(Collected data entries)
───
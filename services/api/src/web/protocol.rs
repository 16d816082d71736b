//! services/api/src/web/protocol.rs
//!
//! Defines the WebSocket message protocol between the client and the API server
//! for live "you were liked" notifications.

use serde::{Deserialize, Serialize};
use uuid::Uuid;

//=========================================================================================
// Messages Sent FROM the Client TO the Server
//=========================================================================================

/// Represents the structured text messages a client can send to the server.
#[derive(Deserialize, Debug, PartialEq, Eq)]
#[serde(tag = "type", rename_all = "snake_case")]
pub enum ClientMessage {
    /// Binds the connection to the token's user. This must be the first message
    /// sent on the connection.
    Handshake { token: String },
}

//=========================================================================================
// Messages Sent FROM the Server TO the Client
//=========================================================================================

/// Represents the structured text messages the server can send to the client.
#[derive(Serialize, Debug, Clone, PartialEq, Eq)]
#[serde(tag = "type", rename_all = "snake_case")]
pub enum ServerMessage {
    /// Someone liked the connected user.
    Notification { data: NotificationData },

    /// Reports a fatal error; the server closes the connection right after.
    Error { message: String },
}

#[derive(Serialize, Debug, Clone, PartialEq, Eq)]
#[serde(rename_all = "camelCase")]
pub struct NotificationData {
    /// The user who performed the like.
    pub user_id: Uuid,
}

impl ServerMessage {
    pub fn liked_by(actor_id: Uuid) -> Self {
        ServerMessage::Notification {
            data: NotificationData { user_id: actor_id },
        }
    }

    pub fn error(message: impl Into<String>) -> Self {
        ServerMessage::Error {
            message: message.into(),
        }
    }
}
───
EXERCISE OBJECTIVE
Without changing a word, write out each entry again.

FINISHED EXERCISE
filename services/api/src/web/protocol.rs
repository 16d816082d71736b
//! services/api/src/web/protocol.rs
//!
//! Defines the WebSocket message protocol between the client and the API server
//! for live "you were liked" notifications.

use serde::{Deserialize, Serialize};
use uuid::Uuid;

//=========================================================================================
// Messages Sent FROM the Client TO the Server
//=========================================================================================

/// Represents the structured text messages a client can send to the server.
#[derive(Deserialize, Debug, PartialEq, Eq)]
#[serde(tag = "type", rename_all = "snake_case")]
pub enum ClientMessage {
    /// Binds the connection to the token's user. This must be the first message
    /// sent on the connection.
    Handshake { token: String },
}

//=========================================================================================
// Messages Sent FROM the Server TO the Client
//=========================================================================================

/// Represents the structured text messages the server can send to the client.
#[derive(Serialize, Debug, Clone, PartialEq, Eq)]
#[serde(tag = "type", rename_all = "snake_case")]
pub enum ServerMessage {
    /// Someone liked the connected user.
    Notification { data: NotificationData },

    /// Reports a fatal error; the server closes the connection right after.
    Error { message: String },
}

#[derive(Serialize, Debug, Clone, PartialEq, Eq)]
#[serde(rename_all = "camelCase")]
pub struct NotificationData {
    /// The user who performed the like.
    pub user_id: Uuid,
}

impl ServerMessage {
    pub fn liked_by(actor_id: Uuid) -> Self {
        ServerMessage::Notification {
            data: NotificationData { user_id: actor_id },
        }
    }

    pub fn error(message: impl Into<String>) -> Self {
        ServerMessage::Error {
            message: message.into(),
        }
    }
}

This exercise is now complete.